Magnetic lead screw (MLS) is the upcoming alternative technology to conventional lead screw technology in modern engineering. MLSs use the principle of magnetic levitation for achieving the linear motion of the nut by converting the rotary motion of the screw. The advantage of magnetic levitation in the MLSs eliminates the contact between the screw and the nut by resulting in zero contact force, longer life with less operational maintenance and costs. This review presents the advancements in the Magnetic lead screw technologies which elaborate the design parameters, manufacturing procedures, and areas of applications of the MLS.


Lead screw has a wide range of applications in the industrial sector ranging from conventional lathe machines, servo motors to wave energy conversion systems. The recent advancements in the lead screw technology for converting the rotary motion to linear motion and vice versa include the development of contactless Magnetic Lead Screw (MLS) technology. The construction of MLS consists of several helically cut permanent magnets (PMs) attached to the outer surface of the screw and the inner surface of the nut. The working principle utilizes the magnetic levitation in between the screw and the nut, such that due to the helical cut of the PMs the rotating motion of the screw results in achieving the lead for the nut as shown in Figure 1. The performance of the screw depends on various design parameters, methodologies, and the alignment of the magnetic field which causes the translatory motion for the nut (moving body).

Figure 1: Structure of Magnetic Lead Screw (MLS) [1].


Design Parameters

The design parameters which influence the performance rate of the MLS are the Rotor Radius, Translatory Radius, Permanent Magnet Width [1], Permanent Magnet Thickness, Air Gap, Force Density, and Pole Pitch (Pitch between two adjacent poles) [2]. The parameter force density defines the ratio between the thrust force on the screw to the total volume of the MLSs permanent magnets and the Rotor radius. It is a significant parameter that affects the air gap between the screw and the nut to maintain optimal magnetic flux for achieving the linear motion. Zhu [3] mentioned a significant increase in thrust force and a decrease in force density which is observed with a change in rotor radius. The thrust force increases with an increase in magnetic thickness and width. Gao showed the the usage of parallelly magnetized permanent magnets results in distortion of air-gap flux density and decrease in average thrust force and torque values, whereas the radially magnetized permanent magnets resulted in smooth air gap flux density and thrust forces [4]. The difference between the parallelly magnetized and radially magnetized magnetic fields is shown in Figure 2.

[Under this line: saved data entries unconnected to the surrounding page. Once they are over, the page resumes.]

//! Parcel entity and its lifecycle state machine.
//!
//! A parcel moves strictly forward through pickup and delivery; soft
//! deletion is a terminal sideline handled at the query layer.

use std::fmt;

use chrono::{NaiveDate, NaiveDateTime};

/// Parcel status over the full dispatch lifecycle.
#[derive(Debug, Clone, Copy, PartialEq, Eq)]
pub enum ParcelStatus {
    /// Announced and waiting for a pickup driver to collect it
    PickupPending,
    /// Collected by the pickup driver
    PickupCompleted,
    /// Converted for delivery, waiting for the delivery driver
    DeliveryPending,
    /// Handed to the recipient
    DeliveryCompleted,
}

impl fmt::Display for ParcelStatus {
    fn fmt(&self, f: &mut fmt::Formatter<'_>) -> fmt::Result {
        f.write_str(self.as_str())
    }
}

impl ParcelStatus {
    /// Canonical wire string, as stored in the database.
    pub fn as_str(&self) -> &'static str {
        match self {
            ParcelStatus::PickupPending => "PICKUP_PENDING",
            ParcelStatus::PickupCompleted => "PICKUP_COMPLETED",
            ParcelStatus::DeliveryPending => "DELIVERY_PENDING",
            ParcelStatus::DeliveryCompleted => "DELIVERY_COMPLETED",
        }
    }

    /// Parse the canonical string form.
    pub fn parse(s: &str) -> Option<Self> {
        match s {
            "PICKUP_PENDING" => Some(ParcelStatus::PickupPending),
            "PICKUP_COMPLETED" => Some(ParcelStatus::PickupCompleted),
            "DELIVERY_PENDING" => Some(ParcelStatus::DeliveryPending),
            "DELIVERY_COMPLETED" => Some(ParcelStatus::DeliveryCompleted),
            _ => None,
        }
    }

    /// Check if a transition to another status is valid.
    ///
    /// Valid transitions:
    /// ```text
    /// PickupPending -> PickupCompleted
    /// PickupCompleted -> DeliveryPending
    /// DeliveryPending -> DeliveryCompleted
    /// ```
    pub fn can_transition_to(&self, target: ParcelStatus) -> bool {
        matches!(
            (self, target),
            (ParcelStatus::PickupPending, ParcelStatus::PickupCompleted)
                | (ParcelStatus::PickupCompleted, ParcelStatus::DeliveryPending)
                | (ParcelStatus::DeliveryPending, ParcelStatus::DeliveryCompleted)
        )
    }

    /// Transition to a new status, returning an error if invalid.
    pub fn transition_to(self, target: ParcelStatus) -> Result<ParcelStatus, InvalidTransitionError> {
        if self.can_transition_to(target) {
            Ok(target)
        } else {
            Err(InvalidTransitionError { from: self, to: target })
        }
    }

    /// Whether pickup has been completed at this point of the lifecycle.
    pub fn pickup_done(&self) -> bool {
        !matches!(self, ParcelStatus::PickupPending)
    }
}

/// Error for invalid state transitions
#[derive(Debug, Clone, PartialEq)]
pub struct InvalidTransitionError {
    pub from: ParcelStatus,
    pub to: ParcelStatus,
}

impl fmt::Display for InvalidTransitionError {
    fn fmt(&self, f: &mut fmt::Formatter<'_>) -> fmt::Result {
        write!(f, "Invalid state transition from {} to {}", self.from, self.to)
    }
}

impl std::error::Error for InvalidTransitionError {}

/// A parcel row as read through the repository, with owner and driver
/// names joined in.
///
/// Mutation happens through guarded repository updates rather than on this
/// struct; the status machine above is the single source of legality.
#[derive(Debug, Clone)]
pub struct Parcel {
    pub id: i64,
    pub owner_id: i64,
    pub owner_name: Option<String>,
    pub size: String,
    pub recipient_addr: String,
    pub recipient_name: Option<String>,
    pub recipient_phone: Option<String>,
    pub product_name: String,
    pub status: ParcelStatus,
    pub pickup_driver_id: Option<i64>,
    pub pickup_driver_name: Option<String>,
    pub delivery_driver_id: Option<i64>,
    pub delivery_driver_name: Option<String>,
    pub pickup_scheduled_date: Option<NaiveDate>,
    pub pickup_completed_at: Option<NaiveDateTime>,
    pub delivery_completed_at: Option<NaiveDateTime>,
    pub is_next_pickup_target: bool,
    pub is_next_delivery_target: bool,
    pub created_at: NaiveDateTime,
}

impl Parcel {
    /// Whether the given driver owns this parcel for its pickup leg.
    pub fn is_pickup_owner(&self, driver_id: i64) -> bool {
        self.pickup_driver_id == Some(driver_id)
    }

    /// Whether the given driver owns this parcel for its delivery leg.
    pub fn is_delivery_owner(&self, driver_id: i64) -> bool {
        self.delivery_driver_id == Some(driver_id)
    }
}

#[cfg(test)]
mod tests {
    use super::*;

    #[test]
    fn test_valid_transitions() {
        assert!(ParcelStatus::PickupPending.can_transition_to(ParcelStatus::PickupCompleted));
        assert!(ParcelStatus::PickupCompleted.can_transition_to(ParcelStatus::DeliveryPending));
        assert!(ParcelStatus::DeliveryPending.can_transition_to(ParcelStatus::DeliveryCompleted));
    }

    #[test]
    fn test_invalid_transitions() {
        assert!(!ParcelStatus::PickupPending.can_transition_to(ParcelStatus::DeliveryPending));
        assert!(!ParcelStatus::PickupPending.can_transition_to(ParcelStatus::DeliveryCompleted));
        assert!(!ParcelStatus::DeliveryCompleted.can_transition_to(ParcelStatus::PickupPending));
        assert!(!ParcelStatus::DeliveryPending.can_transition_to(ParcelStatus::PickupCompleted));
        // no self-loops
        assert!(!ParcelStatus::PickupPending.can_transition_to(ParcelStatus::PickupPending));
    }

    #[test]
    fn test_transition_to_success() {
        let next = ParcelStatus::PickupPending.transition_to(ParcelStatus::PickupCompleted);
        assert_eq!(next, Ok(ParcelStatus::PickupCompleted));
    }

    #[test]
    fn test_transition_to_error() {
        let result = ParcelStatus::DeliveryCompleted.transition_to(ParcelStatus::PickupPending);
        assert!(result.is_err());
    }

    #[test]
    fn test_status_round_trip() {
        for status in [
            ParcelStatus::PickupPending,
            ParcelStatus::PickupCompleted,
            ParcelStatus::DeliveryPending,
            ParcelStatus::DeliveryCompleted,
        ] {
            assert_eq!(ParcelStatus::parse(status.as_str()), Some(status));
        }
        assert_eq!(ParcelStatus::parse("PENDING"), None);
    }
}
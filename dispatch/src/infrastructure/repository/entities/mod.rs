pub mod driver_info;
pub mod parcel;
pub mod user;
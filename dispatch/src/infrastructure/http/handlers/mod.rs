//! HTTP handlers for the dispatch API.
//!
//! The pickup and delivery routers share the planner and the completion
//! handlers; only the wire vocabulary differs between the phases.

pub mod delivery;
pub mod pickup;
pub mod status;

use axum::Json;
use serde_json::{json, Value};

use crate::di::AppState;
use crate::domain::model::driver::{Phase, PICKUP_CUTOFF_LABEL};
use crate::domain::model::location::{HUB_NAME, HUB_POINT};
use crate::usecases::next_destination::PlannerOutcome;

use super::error::ApiError;

/// Log the caller's registered profile. Missing registrations are logged,
/// not rejected; the district maps stay authoritative for routing.
async fn log_driver_profile(state: &AppState, user_id: i64) {
    use crate::boundary::ports::DriverRepository;

    match state.driver_repo.find_by_user_id(user_id).await {
        Ok(Some(profile)) => {
            tracing::info!(
                user_id,
                driver = %profile.name,
                district = %profile.district,
                zone = %profile.zone,
                "driver request"
            );
        }
        Ok(None) => tracing::warn!(user_id, "no driver registration for authenticated user"),
        Err(e) => tracing::warn!(user_id, error = %e, "driver profile lookup failed"),
    }
}

/// Reject callers that are not drivers of the given phase.
fn require_phase_driver(state: &AppState, phase: Phase, user_id: i64) -> Result<(), ApiError> {
    let (map, message) = match phase {
        Phase::Pickup => (&state.pickup_districts, "수거 기사만 접근 가능합니다"),
        Phase::Delivery => (&state.delivery_districts, "배달 기사만 접근 가능합니다"),
    };
    if map.contains_driver(user_id) {
        Ok(())
    } else {
        Err(ApiError::Forbidden(message.to_string()))
    }
}

fn hub_json() -> Value {
    json!({ "lat": HUB_POINT.lat, "lon": HUB_POINT.lon, "name": HUB_NAME })
}

/// Name of the remaining-stops field per phase.
fn remaining_key(phase: Phase) -> &'static str {
    match phase {
        Phase::Pickup => "remaining_pickups",
        Phase::Delivery => "remaining",
    }
}

/// Render a planner outcome into the phase's wire shape.
fn render_planner_outcome(phase: Phase, outcome: PlannerOutcome) -> Json<Value> {
    let remaining = remaining_key(phase);
    let body = match outcome {
        PlannerOutcome::Waiting { current_time, hours_left, minutes_left } => {
            let message = match phase {
                Phase::Pickup => format!(
                    "수거는 오전 7시부터 시작됩니다. {}시간 {}분 남았습니다.",
                    hours_left, minutes_left
                ),
                Phase::Delivery => format!(
                    "배달은 오후 3시부터 시작됩니다. {}시간 {}분 남았습니다.",
                    hours_left, minutes_left
                ),
            };
            json!({
                "status": "waiting",
                "message": message,
                "start_time": phase.window_open_label(),
                "current_time": current_time,
            })
        }
        PlannerOutcome::AtHub { current_location } => json!({
            "status": "at_hub",
            "message": "허브에 도착했습니다. 수고하셨습니다!",
            "current_location": current_location,
            remaining: 0,
            "is_last": true,
        }),
        PlannerOutcome::WaitingForOrders { current_time, current_location } => json!({
            "status": "waiting_for_orders",
            "message": format!(
                "현재 할당된 수거가 없습니다. 신규 요청을 대기 중입니다. (마감: {})",
                PICKUP_CUTOFF_LABEL
            ),
            "current_time": current_time,
            "cutoff_time": PICKUP_CUTOFF_LABEL,
            "current_location": current_location,
            "is_last": false,
            remaining: 0,
        }),
        PlannerOutcome::ReturnToHub { route, current_location, distance_to_hub } => {
            let message = match phase {
                Phase::Pickup => "모든 수거가 완료되었습니다. 허브로 복귀해주세요.",
                Phase::Delivery => "모든 배달이 완료되었습니다. 허브로 복귀해주세요.",
            };
            json!({
                "status": "return_to_hub",
                "message": message,
                "next_destination": hub_json(),
                "route": route,
                "is_last": true,
                remaining: 0,
                "current_location": current_location,
                "distance_to_hub": distance_to_hub,
            })
        }
        PlannerOutcome::Next { destination, route, remaining: count, current_location, algorithm } => {
            let mut destination_json =
                serde_json::to_value(&destination).unwrap_or_else(|_| json!({}));
            if phase == Phase::Delivery {
                if let Some(obj) = destination_json.as_object_mut() {
                    obj.insert("delivery_id".to_string(), json!(destination.parcel_id));
                    obj.insert("parcelId".to_string(), json!(destination.parcel_id.to_string()));
                    obj.insert("productName".to_string(), json!(destination.name));
                }
            }
            json!({
                "status": "success",
                "next_destination": destination_json,
                "route": route,
                "is_last": false,
                remaining: count,
                "current_location": current_location,
                "algorithm_used": algorithm.as_str(),
            })
        }
    };
    Json(body)
}
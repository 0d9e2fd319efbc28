//! DriverInfo entity for Sea-ORM
//!
//! Read-only view of the `DriverInfo` registration table.

use sea_orm::entity::prelude::*;

#[derive(Clone, Debug, PartialEq, DeriveEntityModel)]
#[sea_orm(table_name = "DriverInfo")]
pub struct Model {
    #[sea_orm(primary_key)]
    pub id: i64,
    #[sea_orm(column_name = "userId")]
    pub user_id: i64,
    #[sea_orm(column_name = "phoneNumber")]
    pub phone_number: Option<String>,
    #[sea_orm(column_name = "vehicleNumber")]
    pub vehicle_number: Option<String>,
    #[sea_orm(column_name = "regionCity")]
    pub region_city: Option<String>,
    #[sea_orm(column_name = "regionDistrict")]
    pub region_district: Option<String>,
}

#[derive(Copy, Clone, Debug, EnumIter, DeriveRelation)]
pub enum Relation {}

impl ActiveModelBehavior for ActiveModel {}
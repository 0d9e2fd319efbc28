//! Routing Engine Port
//!
//! Travel-time matrix and turn-by-turn guidance, served through the traffic
//! proxy so live-traffic rewriting applies to both.

use async_trait::async_trait;
use thiserror::Error;

use crate::domain::model::location::GeoPoint;
use crate::domain::model::route::RoutePayload;

#[derive(Debug, Error)]
pub enum RoutingError {
    #[error("Routing engine request failed: {0}")]
    Transport(String),

    #[error("Routing engine returned an unusable response: {0}")]
    BadResponse(String),
}

/// Square travel-time matrix in seconds, row = source, column = target.
#[derive(Debug, Clone, PartialEq)]
pub struct TimeMatrix {
    pub seconds: Vec<Vec<f64>>,
}

impl TimeMatrix {
    pub fn len(&self) -> usize {
        self.seconds.len()
    }

    pub fn is_empty(&self) -> bool {
        self.seconds.is_empty()
    }
}

/// Routing Engine Port
#[cfg_attr(test, mockall::automock)]
#[async_trait]
pub trait RoutingEngine: Send + Sync {
    /// Many-to-many travel-time matrix over the given points, with live
    /// traffic applied.
    async fn time_matrix(&self, points: &[GeoPoint]) -> Result<TimeMatrix, RoutingError>;

    /// Turn-by-turn guidance between two points, with live traffic applied.
    async fn turn_by_turn(&self, from: GeoPoint, to: GeoPoint)
        -> Result<RoutePayload, RoutingError>;
}
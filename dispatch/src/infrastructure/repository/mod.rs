//! Repository adapters backed by the MySQL store.

pub mod driver_mysql;
pub mod entities;
pub mod parcel_mysql;

pub use driver_mysql::DriverMysqlRepository;
pub use parcel_mysql::ParcelMysqlRepository;
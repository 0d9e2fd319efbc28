//! HTTP error mapping.
//!
//! Every typed usecase error lands here once and is translated to a status
//! code and a JSON body. External-service failures never surface as 5xx
//! when a fallback exists; only repository and consistency failures do.

use axum::http::StatusCode;
use axum::response::{IntoResponse, Response};
use axum::Json;
use serde_json::json;
use thiserror::Error;
use tracing::error;

use crate::usecases::complete::CompleteError;
use crate::usecases::ingest::IngestError;
use crate::usecases::next_destination::PlannerError;
use crate::usecases::phase_transition::PhaseTransitionError;

/// API-level error taxonomy, one variant per status class.
#[derive(Debug, Error)]
pub enum ApiError {
    #[error("{0}")]
    Validation(String),

    #[error("{0}")]
    Unauthorized(String),

    #[error("{0}")]
    Forbidden(String),

    #[error("{0}")]
    NotFound(String),

    /// A guarded update changed zero rows; the caller should re-read.
    #[error("{0}")]
    ConsistencyConflict(String),

    #[error("{0}")]
    Internal(String),
}

impl IntoResponse for ApiError {
    fn into_response(self) -> Response {
        let (status, body) = match &self {
            ApiError::Validation(msg) => {
                (StatusCode::BAD_REQUEST, json!({ "error": msg }))
            }
            ApiError::Unauthorized(msg) => {
                (StatusCode::UNAUTHORIZED, json!({ "error": msg }))
            }
            ApiError::Forbidden(msg) => (StatusCode::FORBIDDEN, json!({ "error": msg })),
            ApiError::NotFound(msg) => (StatusCode::NOT_FOUND, json!({ "error": msg })),
            ApiError::ConsistencyConflict(msg) => (
                StatusCode::INTERNAL_SERVER_ERROR,
                json!({ "error": msg, "kind": "consistency_conflict" }),
            ),
            ApiError::Internal(msg) => {
                error!(%msg, "internal error");
                (
                    StatusCode::INTERNAL_SERVER_ERROR,
                    json!({ "error": "Internal server error" }),
                )
            }
        };
        (status, Json(body)).into_response()
    }
}

impl From<PlannerError> for ApiError {
    fn from(e: PlannerError) -> Self {
        match e {
            PlannerError::Repository(inner) => ApiError::Internal(inner.to_string()),
        }
    }
}

impl From<IngestError> for ApiError {
    fn from(e: IngestError) -> Self {
        match e {
            IngestError::ParcelNotFound(_) => ApiError::NotFound("Parcel not found".to_string()),
            IngestError::NoDistrict => {
                ApiError::Validation("Could not determine district".to_string())
            }
            IngestError::NoDriverForDistrict(district) => {
                ApiError::Internal(format!("No driver for district {}", district))
            }
            IngestError::StaleState(id) => {
                ApiError::ConsistencyConflict(format!("Assignment changed no rows for parcel {}", id))
            }
            IngestError::Repository(inner) => ApiError::Internal(inner.to_string()),
        }
    }
}

impl From<CompleteError> for ApiError {
    fn from(e: CompleteError) -> Self {
        match e {
            CompleteError::ParcelNotFound(_) => {
                ApiError::NotFound("Parcel not found".to_string())
            }
            CompleteError::NotOwner(..) => ApiError::Forbidden("권한이 없습니다".to_string()),
            CompleteError::StaleState(id) => {
                ApiError::ConsistencyConflict(format!("Completion changed no rows for parcel {}", id))
            }
            CompleteError::Repository(inner) => ApiError::Internal(inner.to_string()),
        }
    }
}

impl From<PhaseTransitionError> for ApiError {
    fn from(e: PhaseTransitionError) -> Self {
        match e {
            PhaseTransitionError::Repository(inner) => ApiError::Internal(inner.to_string()),
        }
    }
}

Figure 2: (a) Radially Magnetized PM (b) Parallelly Magnetized PM [4].


Few More Designs

Few more designs are shown in Figure 3 where a single helix magnetic lead screw system [5] is proposed for a wave energy converting system and a magnetically levitated lead screw system [6] is proposed to eliminate the number of magnets by using a coil in between the two adjacent magnets.

Figure 3: (a) Single Helix MLS.


Figure 3: (b) Magnetically Levitated Lead Screw System (MLLS) [5] [6].



This review reports the advancements in the Magnetic lead screw technologies by highlighting the design parameters, design methodologies of various types of Magnetic lead screw mechanisms. The Magnetic Lead Screw is more advantageous compared to Conventional lead screw mechanisms for its wide range of applications which utilizes a non-contact type of actuation.